## EXERCISE REQUIREMENTS
All of the data below is to be output exactly as written.
*** Block opens ***
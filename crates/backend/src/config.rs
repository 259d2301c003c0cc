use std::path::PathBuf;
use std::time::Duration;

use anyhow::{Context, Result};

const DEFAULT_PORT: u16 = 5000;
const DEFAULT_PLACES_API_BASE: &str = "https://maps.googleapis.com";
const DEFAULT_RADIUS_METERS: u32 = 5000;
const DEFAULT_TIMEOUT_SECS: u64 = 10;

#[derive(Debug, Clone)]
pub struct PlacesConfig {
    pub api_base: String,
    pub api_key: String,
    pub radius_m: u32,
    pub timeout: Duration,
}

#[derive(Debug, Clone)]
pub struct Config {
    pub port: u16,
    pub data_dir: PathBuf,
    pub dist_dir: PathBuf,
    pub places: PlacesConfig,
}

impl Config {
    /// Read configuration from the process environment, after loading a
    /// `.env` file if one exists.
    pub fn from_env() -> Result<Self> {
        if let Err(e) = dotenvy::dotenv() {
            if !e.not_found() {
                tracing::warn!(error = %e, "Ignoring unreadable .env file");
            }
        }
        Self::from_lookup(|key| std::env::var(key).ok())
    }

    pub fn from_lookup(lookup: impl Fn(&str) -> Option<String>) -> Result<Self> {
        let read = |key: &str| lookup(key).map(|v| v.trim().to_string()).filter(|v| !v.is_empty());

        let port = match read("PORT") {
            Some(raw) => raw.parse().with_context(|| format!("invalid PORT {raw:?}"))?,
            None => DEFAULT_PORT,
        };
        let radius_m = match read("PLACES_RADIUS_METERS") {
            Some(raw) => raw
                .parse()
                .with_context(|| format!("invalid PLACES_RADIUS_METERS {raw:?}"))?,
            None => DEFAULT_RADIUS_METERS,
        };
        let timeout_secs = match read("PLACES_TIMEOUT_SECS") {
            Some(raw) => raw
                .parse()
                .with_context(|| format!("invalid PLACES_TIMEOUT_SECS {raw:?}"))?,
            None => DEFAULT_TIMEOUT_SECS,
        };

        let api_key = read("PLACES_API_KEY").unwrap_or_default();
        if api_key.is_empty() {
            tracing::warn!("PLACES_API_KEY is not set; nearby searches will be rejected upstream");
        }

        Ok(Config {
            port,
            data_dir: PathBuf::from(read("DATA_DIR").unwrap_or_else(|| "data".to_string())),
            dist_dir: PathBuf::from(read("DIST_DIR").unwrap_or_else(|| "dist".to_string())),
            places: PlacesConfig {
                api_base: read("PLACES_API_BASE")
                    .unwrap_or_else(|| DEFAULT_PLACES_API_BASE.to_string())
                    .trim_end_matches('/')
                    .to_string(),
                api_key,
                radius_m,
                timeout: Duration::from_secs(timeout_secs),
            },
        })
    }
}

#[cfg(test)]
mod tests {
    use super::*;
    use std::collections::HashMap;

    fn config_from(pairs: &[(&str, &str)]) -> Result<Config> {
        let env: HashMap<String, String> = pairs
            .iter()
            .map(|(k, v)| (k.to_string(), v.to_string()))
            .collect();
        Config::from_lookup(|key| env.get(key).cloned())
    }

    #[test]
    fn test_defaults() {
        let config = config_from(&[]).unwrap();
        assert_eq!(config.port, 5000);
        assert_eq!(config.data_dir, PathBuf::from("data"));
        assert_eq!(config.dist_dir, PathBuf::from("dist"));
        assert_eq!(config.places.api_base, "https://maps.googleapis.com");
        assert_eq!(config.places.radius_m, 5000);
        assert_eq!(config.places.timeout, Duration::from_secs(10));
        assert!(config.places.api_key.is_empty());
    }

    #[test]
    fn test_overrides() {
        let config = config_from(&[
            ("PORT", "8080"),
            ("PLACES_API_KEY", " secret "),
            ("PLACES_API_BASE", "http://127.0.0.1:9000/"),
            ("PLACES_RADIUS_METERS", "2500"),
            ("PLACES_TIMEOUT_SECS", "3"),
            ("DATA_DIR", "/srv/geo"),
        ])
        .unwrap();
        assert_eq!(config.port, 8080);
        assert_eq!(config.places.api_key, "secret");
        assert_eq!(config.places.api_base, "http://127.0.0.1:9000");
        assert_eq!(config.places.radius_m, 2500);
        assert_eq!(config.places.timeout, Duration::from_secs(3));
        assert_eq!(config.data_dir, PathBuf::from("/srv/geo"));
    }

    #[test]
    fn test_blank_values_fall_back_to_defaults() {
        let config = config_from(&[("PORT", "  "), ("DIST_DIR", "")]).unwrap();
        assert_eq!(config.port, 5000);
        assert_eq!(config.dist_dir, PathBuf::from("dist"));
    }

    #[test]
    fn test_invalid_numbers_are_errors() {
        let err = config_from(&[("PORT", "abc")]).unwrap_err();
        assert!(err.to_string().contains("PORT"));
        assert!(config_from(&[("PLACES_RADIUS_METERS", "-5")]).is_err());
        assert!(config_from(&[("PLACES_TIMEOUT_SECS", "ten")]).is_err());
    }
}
*** Block closes ***
## COMPLETED TASK
filename crates/backend/src/config.rs
repository 259d2301c003c0cc
use std::path::PathBuf;
use std::time::Duration;

use anyhow::{Context, Result};

const DEFAULT_PORT: u16 = 5000;
const DEFAULT_PLACES_API_BASE: &str = "https://maps.googleapis.com";
const DEFAULT_RADIUS_METERS: u32 = 5000;
const DEFAULT_TIMEOUT_SECS: u64 = 10;

#[derive(Debug, Clone)]
pub struct PlacesConfig {
    pub api_base: String,
    pub api_key: String,
    pub radius_m: u32,
    pub timeout: Duration,
}

#[derive(Debug, Clone)]
pub struct Config {
    pub port: u16,
    pub data_dir: PathBuf,
    pub dist_dir: PathBuf,
    pub places: PlacesConfig,
}

impl Config {
    /// Read configuration from the process environment, after loading a
    /// `.env` file if one exists.
    pub fn from_env() -> Result<Self> {
        if let Err(e) = dotenvy::dotenv() {
            if !e.not_found() {
                tracing::warn!(error = %e, "Ignoring unreadable .env file");
            }
        }
        Self::from_lookup(|key| std::env::var(key).ok())
    }

    pub fn from_lookup(lookup: impl Fn(&str) -> Option<String>) -> Result<Self> {
        let read = |key: &str| lookup(key).map(|v| v.trim().to_string()).filter(|v| !v.is_empty());

        let port = match read("PORT") {
            Some(raw) => raw.parse().with_context(|| format!("invalid PORT {raw:?}"))?,
            None => DEFAULT_PORT,
        };
        let radius_m = match read("PLACES_RADIUS_METERS") {
            Some(raw) => raw
                .parse()
                .with_context(|| format!("invalid PLACES_RADIUS_METERS {raw:?}"))?,
            None => DEFAULT_RADIUS_METERS,
        };
        let timeout_secs = match read("PLACES_TIMEOUT_SECS") {
            Some(raw) => raw
                .parse()
                .with_context(|| format!("invalid PLACES_TIMEOUT_SECS {raw:?}"))?,
            None => DEFAULT_TIMEOUT_SECS,
        };

        let api_key = read("PLACES_API_KEY").unwrap_or_default();
        if api_key.is_empty() {
            tracing::warn!("PLACES_API_KEY is not set; nearby searches will be rejected upstream");
        }

        Ok(Config {
            port,
            data_dir: PathBuf::from(read("DATA_DIR").unwrap_or_else(|| "data".to_string())),
            dist_dir: PathBuf::from(read("DIST_DIR").unwrap_or_else(|| "dist".to_string())),
            places: PlacesConfig {
                api_base: read("PLACES_API_BASE")
                    .unwrap_or_else(|| DEFAULT_PLACES_API_BASE.to_string())
                    .trim_end_matches('/')
                    .to_string(),
                api_key,
                radius_m,
                timeout: Duration::from_secs(timeout_secs),
            },
        })
    }
}

#[cfg(test)]
mod tests {
    use super::*;
    use std::collections::HashMap;

    fn config_from(pairs: &[(&str, &str)]) -> Result<Config> {
        let env: HashMap<String, String> = pairs
            .iter()
            .map(|(k, v)| (k.to_string(), v.to_string()))
            .collect();
        Config::from_lookup(|key| env.get(key).cloned())
    }

    #[test]
    fn test_defaults() {
        let config = config_from(&[]).unwrap();
        assert_eq!(config.port, 5000);
        assert_eq!(config.data_dir, PathBuf::from("data"));
        assert_eq!(config.dist_dir, PathBuf::from("dist"));
        assert_eq!(config.places.api_base, "https://maps.googleapis.com");
        assert_eq!(config.places.radius_m, 5000);
        assert_eq!(config.places.timeout, Duration::from_secs(10));
        assert!(config.places.api_key.is_empty());
    }

    #[test]
    fn test_overrides() {
        let config = config_from(&[
            ("PORT", "8080"),
            ("PLACES_API_KEY", " secret "),
            ("PLACES_API_BASE", "http://127.0.0.1:9000/"),
            ("PLACES_RADIUS_METERS", "2500"),
            ("PLACES_TIMEOUT_SECS", "3"),
            ("DATA_DIR", "/srv/geo"),
        ])
        .unwrap();
        assert_eq!(config.port, 8080);
        assert_eq!(config.places.api_key, "secret");
        assert_eq!(config.places.api_base, "http://127.0.0.1:9000");
        assert_eq!(config.places.radius_m, 2500);
        assert_eq!(config.places.timeout, Duration::from_secs(3));
        assert_eq!(config.data_dir, PathBuf::from("/srv/geo"));
    }

    #[test]
    fn test_blank_values_fall_back_to_defaults() {
        let config = config_from(&[("PORT", "  "), ("DIST_DIR", "")]).unwrap();
        assert_eq!(config.port, 5000);
        assert_eq!(config.dist_dir, PathBuf::from("dist"));
    }

    #[test]
    fn test_invalid_numbers_are_errors() {
        let err = config_from(&[("PORT", "abc")]).unwrap_err();
        assert!(err.to_string().contains("PORT"));
        assert!(config_from(&[("PLACES_RADIUS_METERS", "-5")]).is_err());
        assert!(config_from(&[("PLACES_TIMEOUT_SECS", "ten")]).is_err());
    }
}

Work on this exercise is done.